Yea, I noticed that through some of my digging. The ALPN callback is used to implement SSLContext.set_alpn_protocols() but full control of the callback isn't exposed. Aside from adjusting how the ALPN callback used, do you know of any other way to swap contexts once the selected ALPN proto is known but not before it's too late? As I said before, I'm not super familiar with Python / OpenSSL internals but maybe overriding SSLSocket.do_handshake() would suffice? I don't want this issue to get too far off track.

I'm still doing research on how I'd go about drafting and submitting a formal patch here on the issue tracker. I'm new to this process but definitely want to help out as much as I can.

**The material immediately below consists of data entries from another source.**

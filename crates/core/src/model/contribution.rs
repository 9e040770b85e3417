use serde::{Deserialize, Serialize};

use super::{ContributionId, TopicId, UserId, VocabExample, VocabId, first_text};

loose_enum! {
    /// Review workflow state of a learner contribution.
    ContributionStatus {
        Submitted => "SUBMITTED",
        InReview => "IN_REVIEW",
        Approved => "APPROVED",
        Rejected => "REJECTED",
        Canceled => "CANCELED" | "CANCELLED",
    }
}

impl ContributionStatus {
    #[must_use]
    pub fn label(&self) -> &str {
        match self {
            ContributionStatus::Submitted => "Submitted",
            ContributionStatus::InReview => "In review",
            ContributionStatus::Approved => "Approved",
            ContributionStatus::Rejected => "Rejected",
            ContributionStatus::Canceled => "Canceled",
            ContributionStatus::Unknown(raw) => raw,
        }
    }

    /// Approve/reject is only offered while a decision is still open.
    #[must_use]
    pub fn is_reviewable(&self) -> bool {
        matches!(
            self,
            ContributionStatus::Submitted | ContributionStatus::InReview
        )
    }
}

loose_enum! {
    /// Reason code attached to a rejected contribution.
    RejectReason {
        Duplicate => "DUPLICATE",
        InvalidDefinition => "INVALID_DEFINITION",
        WrongLanguage => "WRONG_LANGUAGE",
        LowQuality => "LOW_QUALITY",
        InappropriateContent => "INAPPROPRIATE_CONTENT",
        Other => "OTHER",
    }
}

impl RejectReason {
    #[must_use]
    pub fn label(&self) -> &str {
        match self {
            RejectReason::Duplicate => "Duplicate of an existing word",
            RejectReason::InvalidDefinition => "Invalid definition",
            RejectReason::WrongLanguage => "Wrong language",
            RejectReason::LowQuality => "Low quality",
            RejectReason::InappropriateContent => "Inappropriate content",
            RejectReason::Other => "Other reason",
            RejectReason::Unknown(raw) => raw,
        }
    }

    /// Label for an optional stored code; unknown codes are shown verbatim.
    #[must_use]
    pub fn describe(code: Option<&str>) -> String {
        match code.map(str::trim).filter(|code| !code.is_empty()) {
            Some(code) => RejectReason::parse(code).label().to_string(),
            None => "—".to_string(),
        }
    }
}

loose_enum! {
    ReviewAction {
        Submit => "SUBMIT",
        StartReview => "START_REVIEW",
        Approve => "APPROVE",
        Reject => "REJECT",
        Reopen => "REOPEN",
    }
}

impl ReviewAction {
    #[must_use]
    pub fn label(&self) -> &str {
        match self {
            ReviewAction::Submit => "Submitted",
            ReviewAction::StartReview => "Review started",
            ReviewAction::Approve => "Approved",
            ReviewAction::Reject => "Rejected",
            ReviewAction::Reopen => "Reopened",
            ReviewAction::Unknown(raw) => raw,
        }
    }
}

/// A learner-proposed vocabulary entry.
#[derive(Clone, Debug, Default, PartialEq, Serialize, Deserialize)]
#[serde(rename_all = "camelCase")]
pub struct Contribution {
    pub id: ContributionId,
    #[serde(default)]
    pub contributor_user_id: Option<UserId>,
    #[serde(default)]
    pub contributor_display_name: Option<String>,
    #[serde(default)]
    pub term: Option<String>,
    #[serde(default)]
    pub definition: Option<String>,
    #[serde(default)]
    pub definition_vi: Option<String>,
    #[serde(default)]
    pub examples: Option<Vec<VocabExample>>,
    #[serde(default)]
    pub phonetic: Option<String>,
    #[serde(default)]
    pub part_of_speech: Option<String>,
    #[serde(default)]
    pub language: Option<String>,
    #[serde(default)]
    pub topic_ids: Option<Vec<TopicId>>,
    #[serde(default)]
    pub status: Option<ContributionStatus>,
    #[serde(default)]
    pub review_note: Option<String>,
    #[serde(default)]
    pub reject_reason: Option<String>,
    #[serde(default)]
    pub approved_vocabulary_id: Option<VocabId>,
    #[serde(default)]
    pub reviewed_by: Option<String>,
    #[serde(default)]
    pub reviewed_at: Option<String>,
    #[serde(default)]
    pub created_at: Option<String>,
    #[serde(default)]
    pub updated_at: Option<String>,
}

impl Contribution {
    /// Missing status is treated as freshly submitted.
    #[must_use]
    pub fn status(&self) -> ContributionStatus {
        self.status.clone().unwrap_or(ContributionStatus::Submitted)
    }

    #[must_use]
    pub fn contributor(&self) -> String {
        first_text([
            self.contributor_display_name.as_deref(),
            self.contributor_user_id.as_ref().map(|id| id.as_str()),
        ])
        .unwrap_or_else(|| "—".to_string())
    }

    #[must_use]
    pub fn example_texts(&self) -> Vec<String> {
        self.examples
            .iter()
            .flatten()
            .map(|example| example.text().trim().to_string())
            .filter(|text| !text.is_empty())
            .collect()
    }
}

/// Row of the admin review queue.
#[derive(Clone, Debug, Default, PartialEq, Serialize, Deserialize)]
#[serde(rename_all = "camelCase")]
pub struct ContributionQueueItem {
    pub id: ContributionId,
    #[serde(default)]
    pub term: Option<String>,
    #[serde(default)]
    pub language: Option<String>,
    #[serde(default)]
    pub part_of_speech: Option<String>,
    #[serde(default)]
    pub contributor_user_id: Option<UserId>,
    #[serde(default)]
    pub contributor_display_name: Option<String>,
    #[serde(default)]
    pub status: Option<ContributionStatus>,
    #[serde(default)]
    pub created_at: Option<String>,
}

impl ContributionQueueItem {
    #[must_use]
    pub fn status(&self) -> ContributionStatus {
        self.status.clone().unwrap_or(ContributionStatus::Submitted)
    }

    #[must_use]
    pub fn contributor(&self) -> String {
        first_text([
            self.contributor_display_name.as_deref(),
            self.contributor_user_id.as_ref().map(|id| id.as_str()),
        ])
        .unwrap_or_else(|| "—".to_string())
    }
}

#[derive(Clone, Debug, Default, PartialEq, Serialize, Deserialize)]
#[serde(rename_all = "camelCase")]
pub struct ContributionReviewLog {
    pub id: String,
    #[serde(default)]
    pub action: Option<ReviewAction>,
    #[serde(default)]
    pub actor_user_id: Option<UserId>,
    #[serde(default)]
    pub actor_display_name: Option<String>,
    #[serde(default)]
    pub note: Option<String>,
    #[serde(default)]
    pub created_at: Option<String>,
}

/// Contribution plus its review trail (`GET /admin/vocab-contributions/{id}`).
#[derive(Clone, Debug, Default, PartialEq, Serialize, Deserialize)]
#[serde(rename_all = "camelCase")]
pub struct ContributionDetail {
    #[serde(default)]
    pub contribution: Option<Contribution>,
    #[serde(default)]
    pub review_logs: Option<Vec<ContributionReviewLog>>,
}
mod admin;
mod auth;
mod components;
mod contribute;
mod dashboard;
mod error_page;
mod layout;
mod library;
mod my_vocab;
mod practice;
mod scripts;
mod settings;
mod state;
mod topics;
mod vocab_fields;

#[cfg(test)]
mod view_smoke;

pub use admin::*;
pub use auth::{LoginPage, LoginPageProps, RegisterPage, RegisterPageProps};
pub use components::{href, page_href};
pub use contribute::{ContributePage, ContributePageProps};
pub use dashboard::{DashboardPage, DashboardPageProps};
pub use error_page::{ErrorPage, ErrorPageProps};
pub use layout::{APP_NAME, Area, Chrome, Document, Flash, STYLESHEET_PATH};
pub use library::{LibraryPage, LibraryPageProps};
pub use my_vocab::{MyVocabPage, MyVocabPageProps};
pub use practice::{
    ANSWER_FIELD, ITEM_FIELD, PracticeListPage, PracticeListPageProps, PracticeSessionPage,
    PracticeSessionPageProps, SLOT_FIELD_PREFIX,
};
pub use settings::{SettingsPage, SettingsPageProps, profile_form};
pub use state::{ViewError, ViewState, view_state_from_result};
pub use topics::{TopicsPage, TopicsPageProps};
pub use vocab_fields::form_from_vocab;
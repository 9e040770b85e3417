#![forbid(unsafe_code)]

pub mod error;
pub mod forms;
pub mod history;
pub mod import;
pub mod listing;
pub mod practice;

pub use vocab_core::Clock;

pub use error::{FormError, ImportError, PracticeError};
pub use history::{HISTORY_COOKIE, SessionHistory};
pub use import::{ImportPreview, PreviewRow};
pub use listing::ListSpec;
pub use practice::{
    AnswerInput, ItemState, PracticeLoopService, PracticeRunner, RunnerStore, SubmitOutcome,
    SubmitReport,
};
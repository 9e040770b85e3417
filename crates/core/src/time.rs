use chrono::{DateTime, Duration, Utc};

/// Source of "now" for the practice runner; fixed in tests.
#[derive(Debug, Clone, Copy, Default)]
pub enum Clock {
    #[default]
    System,
    Fixed(DateTime<Utc>),
}

impl Clock {
    #[must_use]
    pub fn fixed(at: DateTime<Utc>) -> Self {
        Self::Fixed(at)
    }

    #[must_use]
    pub fn now(&self) -> DateTime<Utc> {
        match self {
            Clock::System => Utc::now(),
            Clock::Fixed(t) => *t,
        }
    }

    /// Move a fixed clock forward. No effect on the system clock.
    pub fn advance(&mut self, delta: Duration) {
        if let Clock::Fixed(t) = self {
            *t += delta;
        }
    }

    /// Milliseconds since `shown_at`, never negative.
    #[must_use]
    pub fn elapsed_ms(&self, shown_at: DateTime<Utc>) -> i64 {
        (self.now() - shown_at).num_milliseconds().max(0)
    }
}

/// 2023-11-14T22:13:20Z, for deterministic tests.
pub const FIXED_TEST_TIMESTAMP: i64 = 1_700_000_000;

/// # Panics
///
/// Panics if the fixed timestamp cannot be represented.
#[must_use]
pub fn fixed_now() -> DateTime<Utc> {
    DateTime::<Utc>::from_timestamp(FIXED_TEST_TIMESTAMP, 0)
        .expect("fixed timestamp should be valid")
}

#[must_use]
pub fn fixed_clock() -> Clock {
    Clock::fixed(fixed_now())
}

#[cfg(test)]
mod tests {
    use super::*;

    #[test]
    fn elapsed_is_clamped_at_zero() {
        let mut clock = fixed_clock();
        let shown = clock.now();
        clock.advance(Duration::milliseconds(1_250));
        assert_eq!(clock.elapsed_ms(shown), 1_250);
        assert_eq!(clock.elapsed_ms(shown + Duration::seconds(5)), 0);
    }
}
//! In-memory [`PracticeApi`] for tests and local prototyping.

use std::collections::HashMap;
use std::sync::{Arc, Mutex};

use async_trait::async_trait;
use reqwest::StatusCode;
use vocab_core::model::{ItemId, ItemStatus, Session, SessionId, SessionStatus};
use vocab_core::question::{AnswerResult, QuestionView};

use crate::error::ApiError;
use crate::practice::{AnswerSubmission, PracticeApi};

/// A submission the fake received.
#[derive(Clone, Debug, PartialEq, Eq)]
pub struct RecordedAnswer {
    pub session: SessionId,
    pub item: ItemId,
    pub submission: AnswerSubmission,
}

#[derive(Default)]
struct State {
    sessions: HashMap<SessionId, Session>,
    daily: Option<SessionId>,
    answers: Vec<RecordedAnswer>,
    fail_next: Option<String>,
}

/// Grades answers against the expected answer of each item.
#[derive(Clone, Default)]
pub struct InMemoryPracticeApi {
    state: Arc<Mutex<State>>,
}

fn status_error(status: StatusCode, message: &str) -> ApiError {
    ApiError::Status {
        status,
        message: message.to_string(),
    }
}

impl InMemoryPracticeApi {
    #[must_use]
    pub fn new() -> Self {
        Self::default()
    }

    /// Store a session; it is also what `start_daily_session` returns.
    #[must_use]
    pub fn with_session(self, session: Session) -> Self {
        {
            let mut state = self.lock();
            state.daily = Some(session.id.clone());
            state.sessions.insert(session.id.clone(), session);
        }
        self
    }

    /// Make the next call fail with a 500 carrying `message`.
    pub fn fail_next(&self, message: &str) {
        self.lock().fail_next = Some(message.to_string());
    }

    #[must_use]
    pub fn answers(&self) -> Vec<RecordedAnswer> {
        self.lock().answers.clone()
    }

    #[must_use]
    pub fn stored(&self, id: &SessionId) -> Option<Session> {
        self.lock().sessions.get(id).cloned()
    }

    fn lock(&self) -> std::sync::MutexGuard<'_, State> {
        self.state
            .lock()
            .unwrap_or_else(std::sync::PoisonError::into_inner)
    }

    fn take_failure(state: &mut State) -> Result<(), ApiError> {
        match state.fail_next.take() {
            Some(message) => Err(status_error(StatusCode::INTERNAL_SERVER_ERROR, &message)),
            None => Ok(()),
        }
    }

    fn transition(&self, id: &SessionId, to: SessionStatus) -> Result<Option<Session>, ApiError> {
        let mut state = self.lock();
        Self::take_failure(&mut state)?;
        let session = state
            .sessions
            .get_mut(id)
            .ok_or_else(|| status_error(StatusCode::NOT_FOUND, "Session not found."))?;
        if !session.is_active() {
            return Err(status_error(StatusCode::CONFLICT, "Session is not active."));
        }
        session.status = Some(to);
        Ok(Some(session.clone()))
    }
}

#[async_trait]
impl PracticeApi for InMemoryPracticeApi {
    async fn start_daily_session(&self) -> Result<Option<Session>, ApiError> {
        let mut state = self.lock();
        Self::take_failure(&mut state)?;
        let daily = state.daily.clone();
        Ok(daily.and_then(|id| state.sessions.get(&id).cloned()))
    }

    async fn session(&self, id: &SessionId) -> Result<Session, ApiError> {
        let mut state = self.lock();
        Self::take_failure(&mut state)?;
        state
            .sessions
            .get(id)
            .cloned()
            .ok_or_else(|| status_error(StatusCode::NOT_FOUND, "Session not found."))
    }

    async fn submit_answer(
        &self,
        session_id: &SessionId,
        item_id: &ItemId,
        submission: &AnswerSubmission,
    ) -> Result<AnswerResult, ApiError> {
        let mut state = self.lock();
        state.answers.push(RecordedAnswer {
            session: session_id.clone(),
            item: item_id.clone(),
            submission: submission.clone(),
        });
        Self::take_failure(&mut state)?;

        let session = state
            .sessions
            .get_mut(session_id)
            .ok_or_else(|| status_error(StatusCode::NOT_FOUND, "Session not found."))?;
        let item = session
            .items
            .iter_mut()
            .flatten()
            .find(|item| item.id == *item_id)
            .ok_or_else(|| status_error(StatusCode::NOT_FOUND, "Item not found."))?;
        if item.status().is_answered() {
            return Err(status_error(StatusCode::CONFLICT, "Item already answered."));
        }

        let expected = QuestionView::build(item).expected;
        let correct = expected
            .as_deref()
            .is_some_and(|expected| expected.eq_ignore_ascii_case(submission.answer.trim()));
        let status = if correct {
            ItemStatus::Correct
        } else {
            ItemStatus::Wrong
        };

        *item = item
            .clone()
            .with_status(status.as_str())
            .with_user_answer(&submission.answer);
        item.time_ms = Some(submission.time_ms);

        Ok(AnswerResult {
            status: Some(status.as_str().to_string()),
            message: Some(if correct { "Correct!" } else { "Not quite." }.to_string()),
            expected,
        })
    }

    async fn complete_session(&self, id: &SessionId) -> Result<Option<Session>, ApiError> {
        self.transition(id, SessionStatus::Completed)
    }

    async fn abandon_session(&self, id: &SessionId) -> Result<Option<Session>, ApiError> {
        self.transition(id, SessionStatus::Abandoned)
    }
}

#[cfg(test)]
mod tests {
    use super::*;
    use serde_json::json;
    use vocab_core::model::{Item, QuestionType};

    fn session() -> Session {
        Session::new(
            "s1",
            vec![Item::new(
                "i1",
                QuestionType::FillMissingChars,
                json!({"maskedTerm": "c_t", "term": "cat"}),
            )],
        )
    }

    #[tokio::test]
    async fn grades_against_expected_answer() {
        let api = InMemoryPracticeApi::new().with_session(session());
        let result = api
            .submit_answer(&"s1".into(), &"i1".into(), &AnswerSubmission::new("CAT", 900))
            .await
            .unwrap();

        assert_eq!(result.status.as_deref(), Some("CORRECT"));
        let stored = api.stored(&"s1".into()).unwrap();
        assert_eq!(stored.items()[0].status(), ItemStatus::Correct);
        assert_eq!(stored.items()[0].time_ms, Some(900));
    }

    #[tokio::test]
    async fn second_answer_conflicts() {
        let api = InMemoryPracticeApi::new().with_session(session());
        let submission = AnswerSubmission::new("dog", 1);
        api.submit_answer(&"s1".into(), &"i1".into(), &submission)
            .await
            .unwrap();
        let err = api
            .submit_answer(&"s1".into(), &"i1".into(), &submission)
            .await
            .unwrap_err();
        assert_eq!(err.status(), Some(StatusCode::CONFLICT));
    }

    #[tokio::test]
    async fn completed_sessions_cannot_be_abandoned() {
        let api = InMemoryPracticeApi::new().with_session(session());
        api.complete_session(&"s1".into()).await.unwrap();
        assert!(api.abandon_session(&"s1".into()).await.is_err());
    }

    #[tokio::test]
    async fn fail_next_fails_once() {
        let api = InMemoryPracticeApi::new().with_session(session());
        api.fail_next("boom");
        assert_eq!(api.session(&"s1".into()).await.unwrap_err().message(), "boom");
        assert!(api.session(&"s1".into()).await.is_ok());
    }
}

Here's my current idea for how to adjust the documentation given the current behavior / capabilities.

CURRENT:
Due to the early negotiation phase of the TLS connection, only limited methods and attributes are usable like SSLSocket.selected_alpn_protocol() and SSLSocket.context. SSLSocket.getpeercert(), SSLSocket.getpeercert(), SSLSocket.cipher() and SSLSocket.compress() methods require that the TLS connection has progressed beyond the TLS Client Hello and therefore will not contain return meaningful values nor can they be called safely.

REVISED:
Based on the value of `sni_name`, a new SSLContext can be created and attached to the current SSLSocket. Due to the early negotiation phase of the TLS connection, only the Client Hello will have occurred by the time this callback is called. Methods and attributes such as SSLSocket.selected_alpn_protocol(), SSLSocket.getpeercert(), SSLSocket.cipher(), and SSLSocket.compress() require that the TLS connection has progressed beyond the TLS Client Hello and therefore will not contain return meaningful values nor can they be called safely.